**TASK STATEMENT:**
Scan the material below for every line with the string "span", and copy those lines.

**DATA SHOWN:**

* * * * * * *

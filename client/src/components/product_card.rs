//! Product tile used on the home, nearby and shop listings.

use leptos::prelude::*;

use crate::net::types::Product;
use crate::util::format::{format_distance, format_rupiah};
use crate::util::image::resolve_image_url;

#[component]
pub fn ProductCard(product: Product, #[prop(optional)] show_distance: bool) -> impl IntoView {
    let href = format!("/products/{}", product.id);
    let image = resolve_image_url(product.cover_image());
    let shop_name = product.shop.as_ref().map(|s| s.name.clone()).unwrap_or_default();
    let distance = product.distance.filter(|_| show_distance).map(format_distance);
    let sold_out = product.stock <= 0;

    view! {
        <a class="product-card" class:product-card--sold-out=sold_out href=href>
            <img class="product-card__image" src=image alt=product.name.clone() loading="lazy"/>
            <div class="product-card__body">
                <span class="product-card__name">{product.name}</span>
                <span class="product-card__price">{format_rupiah(product.price)}</span>
                <span class="product-card__shop">{shop_name}</span>
                {distance.map(|d| view! { <span class="product-card__distance">{d}</span> })}
                <Show when=move || sold_out>
                    <span class="product-card__badge">"Stok habis"</span>
                </Show>
            </div>
        </a>
    }
}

* * * * * * *

**RESULT BELOW:**
                <span class="product-card__name">{product.name}</span>
                <span class="product-card__price">{format_rupiah(product.price)}</span>
                <span class="product-card__shop">{shop_name}</span>
                {distance.map(|d| view! { <span class="product-card__distance">{d}</span> })}
                    <span class="product-card__badge">"Stok habis"</span>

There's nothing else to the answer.